So all day long, I’ve sort of felt in a fog. I’ve felt a numbness for this day, and a genuine surprise that I am at the end of it without incident. It wasn’t a conscious fear; I have absolutely no reason to suspect that this pregnancy will turn out like the last one. My medications are adjusted properly (unlike last time), I weigh less, I am eating right, my doctor is better skilled, and most importantly, these are different babies than the last ones, and God has a different plan for them. But still, the scar tissue is there and it was sort of always in my head. I am now more pregnant than I have ever been. And I’m at a loss to describe how I feel. I truly don’t have any idea what tomorrow will look like. Pregnancy up til this point has been sort of familiar. But starting tomorrow, it’s all uncharted water!

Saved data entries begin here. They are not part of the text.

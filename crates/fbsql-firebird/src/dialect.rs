//! Firebird dialect implementation.

use fbsql_core::{Dialect, SqlValue};

use crate::options::{FirebirdOptions, KeyGeneration};

/// Largest row count Firebird accepts in `FIRST`, used when only `SKIP`
/// is wanted.
pub const MAX_ROWS: u64 = 2_147_483_647;

/// Firebird dialect.
#[derive(Debug, Clone, PartialEq, Eq)]
pub struct FirebirdDialect {
    version: (u8, u8),
    no_limit_value: u64,
    has_bulk_insert: bool,
    can_return_id_from_insert: bool,
    key_generation: KeyGeneration,
}

impl FirebirdDialect {
    /// Creates a dialect for the default server version.
    #[must_use]
    pub fn new() -> Self {
        Self::from_options(&FirebirdOptions::default())
    }

    /// Derives capability flags from `options`.
    #[must_use]
    pub fn from_options(options: &FirebirdOptions) -> Self {
        let version = options.server_version;
        Self {
            version,
            no_limit_value: options.no_limit_value.unwrap_or(MAX_ROWS),
            // Firebird has no multi-row VALUES; the UNION ALL form is opt-in.
            has_bulk_insert: options.has_bulk_insert.unwrap_or(false),
            can_return_id_from_insert: options
                .can_return_id_from_insert
                .unwrap_or(version >= (2, 1)),
            key_generation: options.key_generation,
        }
    }

    /// Returns the server version as `(major, minor)`.
    #[must_use]
    pub const fn version(&self) -> (u8, u8) {
        self.version
    }

    /// Returns the key generation strategy.
    #[must_use]
    pub const fn key_generation(&self) -> KeyGeneration {
        self.key_generation
    }

    /// Returns whether `NEXT VALUE FOR` is available (2.0+); older servers
    /// only know `GEN_ID`.
    #[must_use]
    pub const fn has_next_value_for(&self) -> bool {
        self.version.0 >= 2
    }

    /// Returns whether the server has a native BOOLEAN type (3.0+).
    #[must_use]
    pub const fn has_native_boolean(&self) -> bool {
        self.version.0 >= 3
    }
}

impl Default for FirebirdDialect {
    fn default() -> Self {
        Self::new()
    }
}

impl Dialect for FirebirdDialect {
    fn name(&self) -> &'static str {
        "firebird"
    }

    /// Firebird folds unquoted identifiers to upper case, so quoted names
    /// are upper-cased to keep matching the catalog.
    fn quote_identifier(&self, name: &str) -> String {
        if name.starts_with('"') && name.ends_with('"') && name.len() > 1 {
            return String::from(name);
        }
        format!("\"{}\"", name.to_uppercase())
    }

    fn has_bulk_insert(&self) -> bool {
        self.has_bulk_insert
    }

    fn can_return_id_from_insert(&self) -> bool {
        self.can_return_id_from_insert
    }

    fn no_limit_value(&self) -> Option<u64> {
        Some(self.no_limit_value)
    }

    fn pk_default_value(&self) -> &'static str {
        "NULL"
    }

    fn bulk_insert_sql(&self, row: &str, rows: usize) -> String {
        vec![format!("SELECT {row} FROM RDB$DATABASE"); rows].join(" UNION ALL ")
    }

    fn prepare_value(&self, value: SqlValue) -> SqlValue {
        match value {
            SqlValue::Bool(b) if !self.has_native_boolean() => SqlValue::Int(i64::from(b)),
            other => other,
        }
    }
}
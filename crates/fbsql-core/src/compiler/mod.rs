//! Statement compilation.
//!
//! A [`SqlCompiler`] turns a [`QueryPlan`] into SQL text plus an ordered
//! parameter list. [`GenericCompiler`] provides the shared, dialect-driven
//! rendering; engine compilers hold one and delegate to it for everything
//! they do not rewrite.

mod error;
mod generic;

pub use error::CompileError;
pub use generic::{check_insert, GenericCompiler};

use crate::builder::SqlValue;
use crate::plan::QueryPlan;

/// One physical statement: SQL text and its positional parameters.
///
/// The parameter list always has one entry per `?` marker, in
/// left-to-right order.
#[derive(Debug, Clone, PartialEq)]
pub struct RenderedStatement {
    /// SQL text.
    pub sql: String,
    /// Positional parameters.
    pub params: Vec<SqlValue>,
}

impl RenderedStatement {
    /// Creates a rendered statement.
    #[must_use]
    pub fn new(sql: impl Into<String>, params: Vec<SqlValue>) -> Self {
        Self {
            sql: sql.into(),
            params,
        }
    }

    /// Returns the number of `?` markers in the SQL text.
    #[must_use]
    pub fn placeholder_count(&self) -> usize {
        count_placeholders(&self.sql)
    }

    /// Appends a trailing clause and the values bound by its markers.
    ///
    /// The clause's parameters follow the existing ones, matching marker
    /// order when the clause comes last in the statement.
    #[must_use]
    pub fn append(mut self, clause: &str, params: Vec<SqlValue>) -> Self {
        if !clause.is_empty() {
            self.sql.push(' ');
            self.sql.push_str(clause);
        }
        self.params.extend(params);
        self
    }
}

/// The output of compiling one plan.
#[derive(Debug, Clone, PartialEq)]
pub enum Rendered {
    /// A single statement.
    Single(RenderedStatement),
    /// Several statements, to be issued in order.
    Batch(Vec<RenderedStatement>),
}

impl Rendered {
    /// Wraps a statement list, collapsing a one-element list.
    #[must_use]
    pub fn from_statements(mut statements: Vec<RenderedStatement>) -> Self {
        if statements.len() == 1 {
            if let Some(only) = statements.pop() {
                return Self::Single(only);
            }
        }
        Self::Batch(statements)
    }

    /// Returns the statements in issue order.
    #[must_use]
    pub fn statements(&self) -> &[RenderedStatement] {
        match self {
            Self::Single(statement) => std::slice::from_ref(statement),
            Self::Batch(statements) => statements,
        }
    }

    /// Consumes the output and returns the statements in issue order.
    #[must_use]
    pub fn into_statements(self) -> Vec<RenderedStatement> {
        match self {
            Self::Single(statement) => vec![statement],
            Self::Batch(statements) => statements,
        }
    }
}

/// Compiles plans into dialect-correct SQL.
pub trait SqlCompiler {
    /// Compiles one logical statement.
    fn compile(&self, plan: &QueryPlan) -> Result<Rendered, CompileError>;
}

/// Counts `?` markers outside single-quoted literals.
#[must_use]
pub fn count_placeholders(sql: &str) -> usize {
    let mut in_literal = false;
    let mut count = 0;
    for ch in sql.chars() {
        match ch {
            '\'' => in_literal = !in_literal,
            '?' if !in_literal => count += 1,
            _ => {}
        }
    }
    count
}
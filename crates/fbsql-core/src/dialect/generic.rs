//! Generic SQL dialect.

use super::Dialect;

/// A generic SQL dialect using ANSI SQL conventions.
#[derive(Debug, Default, Clone, Copy)]
pub struct GenericDialect;

impl GenericDialect {
    /// Creates a new generic dialect.
    #[must_use]
    pub const fn new() -> Self {
        Self
    }
}

impl Dialect for GenericDialect {
    fn name(&self) -> &'static str {
        "generic"
    }
}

I am overwhelmed with gratitude to God for the length of time we’ve had with the babies and I pray that these are just the first of many, many days. But in a lot of ways, I feel like I just found out I’m pregnant all over again. Everything from here on out is completely foreign to me. I have a sense of bewilderment as I look toward tomorrow! I don’t have anything super spiritual to say about it all… I’m just working through my feelings. I’m missing our girls. I’m excited that God has seen fit to continue this pregnancy. I’m a little bit nervous, despite the fact that my head knows Who is in charge. I’m exhilarated and terrified at the same time. I’m just processing through it all I guess. I know the Lord will sort through the thoughts and emotions with and for me, so I’m grateful that I can leave that up to Him because I feel like my head is spinning.

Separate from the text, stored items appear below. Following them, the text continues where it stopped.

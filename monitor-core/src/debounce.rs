//! Debounce gate for the keypad column edges

use crate::keypad::KEY_MAP;
use crate::sync::{LockOrder, SharedState};
use crate::types::{Edge, Key, KeyEvent, RawEdge};

/// Result of feeding one raw edge through the gate
#[derive(Copy, Clone, PartialEq, Eq, Debug)]
#[cfg_attr(feature = "defmt", derive(defmt::Format))]
pub enum GateOutcome {
    /// A new key went down; forwarded to the mode machine
    Pressed(KeyEvent),
    /// The held key came back up
    Released(KeyEvent),
    /// Bounce, a second key, a stray release or an impossible coordinate
    Ignored,
}

/// Which key is held and how long new presses stay locked out
#[derive(Copy, Clone, PartialEq, Eq, Debug)]
#[cfg_attr(feature = "defmt", derive(defmt::Format))]
pub struct KeyLatch {
    pressed: Option<Key>,
    lockout: u16,
}

impl KeyLatch {
    pub const fn new() -> Self {
        Self { pressed: None, lockout: 0 }
    }

    /// Key currently held down, if any
    pub fn pressed(&self) -> Option<Key> {
        self.pressed
    }

    /// Remaining lockout ticks
    pub fn lockout(&self) -> u16 {
        self.lockout
    }

    /// Apply a raw edge, starting a lockout of `lockout_ticks` on an accepted press
    pub fn apply(&mut self, raw: RawEdge, lockout_ticks: u16) -> GateOutcome {
        let Some(key) = key_at(raw.column, raw.row) else {
            return GateOutcome::Ignored;
        };
        let event = KeyEvent { key, edge: raw.edge, timestamp_us: raw.timestamp_us };

        match raw.edge {
            Edge::Down => {
                if self.lockout > 0 || self.pressed.is_some() {
                    return GateOutcome::Ignored;
                }
                self.pressed = Some(key);
                self.lockout = lockout_ticks;
                GateOutcome::Pressed(event)
            }
            Edge::Up => {
                // Only the held key may release; anything else is left over from an earlier row
                if self.pressed == Some(key) {
                    self.pressed = None;
                    GateOutcome::Released(event)
                } else {
                    GateOutcome::Ignored
                }
            }
        }
    }

    /// One debounce tick elapsed
    pub fn tick(&mut self) {
        self.lockout = self.lockout.saturating_sub(1);
    }
}

impl Default for KeyLatch {
    fn default() -> Self {
        Self::new()
    }
}

fn key_at(column: u8, row: u8) -> Option<Key> {
    KEY_MAP.get(column as usize)?.get(row as usize).copied()
}

/// Filters raw column edges into a single clean key stream
#[derive(Copy, Clone, Debug)]
pub struct DebounceGate {
    lockout_ticks: u16,
}

impl DebounceGate {
    pub const fn new(lockout_ticks: u16) -> Self {
        Self { lockout_ticks }
    }

    /// Feed an edge captured in interrupt context (worker context only)
    pub async fn on_edge(&self, shared: &SharedState, raw: RawEdge) -> GateOutcome {
        let order = LockOrder::new();
        let mut latch = shared.key_latch.lock(&order).await;
        let outcome = latch.apply(raw, self.lockout_ticks);

        #[cfg(feature = "defmt")]
        match outcome {
            GateOutcome::Pressed(event) => defmt::debug!("⌨️ Key down: {}", event.key),
            GateOutcome::Released(event) => defmt::trace!("⌨️ Key up: {}", event.key),
            GateOutcome::Ignored => defmt::trace!("Edge ignored: {}", raw),
        }

        outcome
    }

    /// Decrement the lockout; returns true while a key is held
    pub async fn tick(&self, shared: &SharedState) -> bool {
        let order = LockOrder::new();
        let mut latch = shared.key_latch.lock(&order).await;
        latch.tick();
        latch.pressed().is_some()
    }
}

We had a nice day today. We went to church and were very late because morning sickness necessitated a stop (that’s not a complaint-I actually love the reminder that something is really happening). Then we had a lunch fellowship time at the church and then we came home and napped a while. I went to the gym and had a nice long workout, spent the evening with DH and now we’re on the way to bed.

I actually have to call my regular OB tomorrow and get on their calendar for my first prenatal visit. I figured I’d wait til after my ultrasound, but I was just looking at their website and they like to do their first visit at 8 weeks, which is the same week as the ultrasound, so I guess I need to schedule it! That feels surreal too–the prospect of leaving my RE and returning to a “normal” doctor is just so…sublime. After so many years of doing everything unconventionally, to know that in a few weeks, this will be treated like every other “normal” pregnancy sort of blows my mind.

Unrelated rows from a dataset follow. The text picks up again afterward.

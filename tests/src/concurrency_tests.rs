//! Keypad, ranger and output workers on separate threads sharing one state

use std::future::Future;
use std::sync::atomic::{AtomicUsize, Ordering};
use std::time::Duration;

use monitor_core::mock::{MockClock, MockDelay, MockDisplay, MockOutput};
use monitor_core::*;

const ROUNDS: usize = 300;

/// Run a worker loop on its own single-threaded runtime, failing if it stalls
fn run_bounded<F: Future>(name: &str, work: F) -> F::Output {
    let runtime = tokio::runtime::Builder::new_current_thread()
        .enable_all()
        .build()
        .unwrap();
    runtime.block_on(async {
        tokio::time::timeout(Duration::from_secs(20), work)
            .await
            .unwrap_or_else(|_| panic!("{} worker stalled", name))
    })
}

fn shared_state() -> &'static SharedState {
    Box::leak(Box::new(SharedState::new(default_config().uncalibrated_range())))
}

async fn keypad_loop(shared: &SharedState) -> usize {
    let queue: JobQueue<KeypadJob> = JobQueue::new();
    let row = ActiveRow::new();
    let clock = MockClock::new();
    let irq = KeypadIrq::new(&queue, &row, &clock);

    let gate = DebounceGate::new(1);
    let rows = [MockOutput::new(), MockOutput::new(), MockOutput::new(), MockOutput::new()];
    let scanner = KeypadScanner::new(rows, MockDelay::new(), &row, 0, 0);
    let mut worker = KeypadWorker::new(&queue, shared, gate, scanner, MockOutput::new());
    worker.start().unwrap();

    let mut presses = 0;
    for round in 0..ROUNDS {
        let key = "D1700A1800AAA##".chars().nth(round % 15).and_then(Key::from_char).unwrap();
        let (column, key_row) = crate::position_of(key);
        row.set(key_row);

        irq.on_column_edge(column, true).unwrap();
        clock.advance(50_000);
        irq.on_column_edge(column, false).unwrap();
        while let Ok(job) = queue.try_receive() {
            if let Some(event) = worker.dispatch(job).await.unwrap() {
                if event.edge == Edge::Down {
                    presses += 1;
                }
            }
        }
        gate.tick(shared).await;
        worker.dispatch(KeypadJob::Scan).await.unwrap();
        tokio::task::yield_now().await;
    }
    presses
}

async fn ranger_loop(shared: &SharedState, deferred: &AtomicUsize) -> usize {
    let config = default_config();
    let capture = EchoCapture::new();
    let mut ranger: DistanceRanger<_, _> = DistanceRanger::new(MockOutput::new(), MockDelay::new(), &config);

    let mut published = 0;
    for round in 0..ROUNDS {
        let cm = 20 + (round as u32 * 7) % 90;
        ranger.poll().await.unwrap();
        capture.on_echo_rise(1_000);
        capture.on_echo_fall(1_000 + cm * config.echo_us_per_cm);
        match ranger.process_sample(&capture, shared).await {
            SampleOutcome::Published(_) => published += 1,
            SampleOutcome::Deferred(_) => {
                deferred.fetch_add(1, Ordering::Relaxed);
            }
            SampleOutcome::Unchanged(_) => {}
            SampleOutcome::Rejected(cm) => panic!("{}cm is in range", cm),
        }
        tokio::task::yield_now().await;
    }
    published
}

async fn output_loop(shared: &SharedState) -> usize {
    let mut compositor = OutputCompositor::new(shared, MockDisplay::new(), MockOutput::new());
    compositor.begin().unwrap();
    let machine = ModeMachine::new(shared);

    let mut drawn = 0;
    for _ in 0..ROUNDS {
        machine.tick_clock().await;
        if let RefreshOutcome::Drawn { .. } = compositor.refresh().await.unwrap() {
            drawn += 1;
        }
        assert_eq!(compositor.display().row(0).len(), 16);
        tokio::task::yield_now().await;
    }
    drawn
}

#[test]
fn test_three_workers_no_deadlock() {
    println!("🔒 Testing three workers on one shared state...");
    let shared = shared_state();
    let deferred = AtomicUsize::new(0);

    let (presses, published, drawn) = std::thread::scope(|s| {
        let keypad = s.spawn(|| run_bounded("keypad", keypad_loop(shared)));
        let ranger = s.spawn(|| run_bounded("ranger", ranger_loop(shared, &deferred)));
        let output = s.spawn(|| run_bounded("output", output_loop(shared)));
        (keypad.join().unwrap(), ranger.join().unwrap(), output.join().unwrap())
    });

    assert_eq!(presses, ROUNDS);
    assert!(published > 0);
    assert!(drawn > 0);
    println!(
        "  ✅ {} presses, {} published, {} deferred, {} redraws",
        presses,
        published,
        deferred.load(Ordering::Relaxed),
        drawn
    );
}

#[test]
fn test_final_state_is_consistent() {
    let shared = shared_state();
    let deferred = AtomicUsize::new(0);

    std::thread::scope(|s| {
        s.spawn(|| run_bounded("keypad", keypad_loop(shared)));
        s.spawn(|| run_bounded("ranger", ranger_loop(shared, &deferred)));
    });

    // The key cycle ends on "##", leaving the monitor observing
    let final_state = tokio_test::block_on(async {
        let order = LockOrder::new();
        let mode = shared.mode.get(&order).await;
        let latch = shared.key_latch.get(&order).await;
        (mode, latch)
    });
    let (mode, latch) = final_state;
    assert_eq!(mode.mode, SystemMode::Observing);
    assert_eq!(latch.pressed(), None);
}

#[tokio::test]
async fn test_busy_distance_is_deferred() {
    let shared = shared_state();
    let config = default_config();
    let capture = EchoCapture::new();
    let mut ranger: DistanceRanger<_, _> = DistanceRanger::new(MockOutput::new(), MockDelay::new(), &config);

    let order = LockOrder::new();
    let held = shared.stable_distance.lock(&order).await;

    capture.on_echo_rise(0);
    capture.on_echo_fall(50 * config.echo_us_per_cm);
    assert_eq!(ranger.process_sample(&capture, shared).await, SampleOutcome::Deferred(50));
    drop(held);

    capture.on_echo_rise(0);
    capture.on_echo_fall(50 * config.echo_us_per_cm);
    assert_eq!(ranger.process_sample(&capture, shared).await, SampleOutcome::Published(50));
}

#[test]
#[should_panic(expected = "lock order violation")]
fn test_descending_acquisition_panics() {
    let shared = shared_state();
    tokio_test::block_on(async {
        let order = LockOrder::new();
        let _clocks = shared.clocks.lock(&order).await;
        let _mode = shared.mode.lock(&order).await;
    });
}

I find myself rubbing my belly and talking to the babies all the time. I can’t wait til I have something external to show for it so I don’t just look like a fat lady who is clutching her tummy because she’s eaten too much or is suffering from indigestion 😉 But, it’s so wonderful to know that they’re going here and there and everywhere with me 🙂

I’d best get to bed. Goodnight everyone!

Happy Birthday, Lucy and Mary

23 Nov

Hi Friends,

Hope you all are well! We are doing well. We are on track to proceed with the transfer for December 2nd. We have one final ultrasound on Tuesday, wherein they will check to make sure my uterine lining is thick enough for (an) embryo(s) to burrow into. I finished the really awful drug and the new set has been much easier, undoubtedly because it’s something the body is supposed to produce, rather than something artificial designed to stop the body from working how it should. Assuming the ultrasound goes well, we will start the last round of meds this week, including the big honkin needles that we’ll inject in my bum every day; about this, I’m still freaking out. Thankfully, a sweet nurse friend at church has volunteered to help me with them as often as I need her. Another good friend has also offered to help, but mostly because I think he likes being a pain in my butt. We passed on his offer. 😛

College roomie and her hubby and daughter stayed with us this weekend, which was great fun.

We had a really wonderful morning of fellowship at church. I’m teaching the 4s and 5s. I’ve been out of the classroom a long time, partially due to some experiences at our last church, partially due to overall burnout, and partially due to IF stuff, when my heart was just too broken to minister to other children while missing my own. But, praise be to God, my heart is really at a place where it can handle being with the kidlets regularly, and I am so grateful. I have 4 little boys in my class, which also concerned me a bit at first because of course, I am a girl, so it’s easier to know how to teach things in manners they would enjoy. But I’ve enjoyed tapping in to my creativity to reach out to these boys–I pray something is getting through to them. They are certainly teaching me! I’d forgotten how much I really loved doing this.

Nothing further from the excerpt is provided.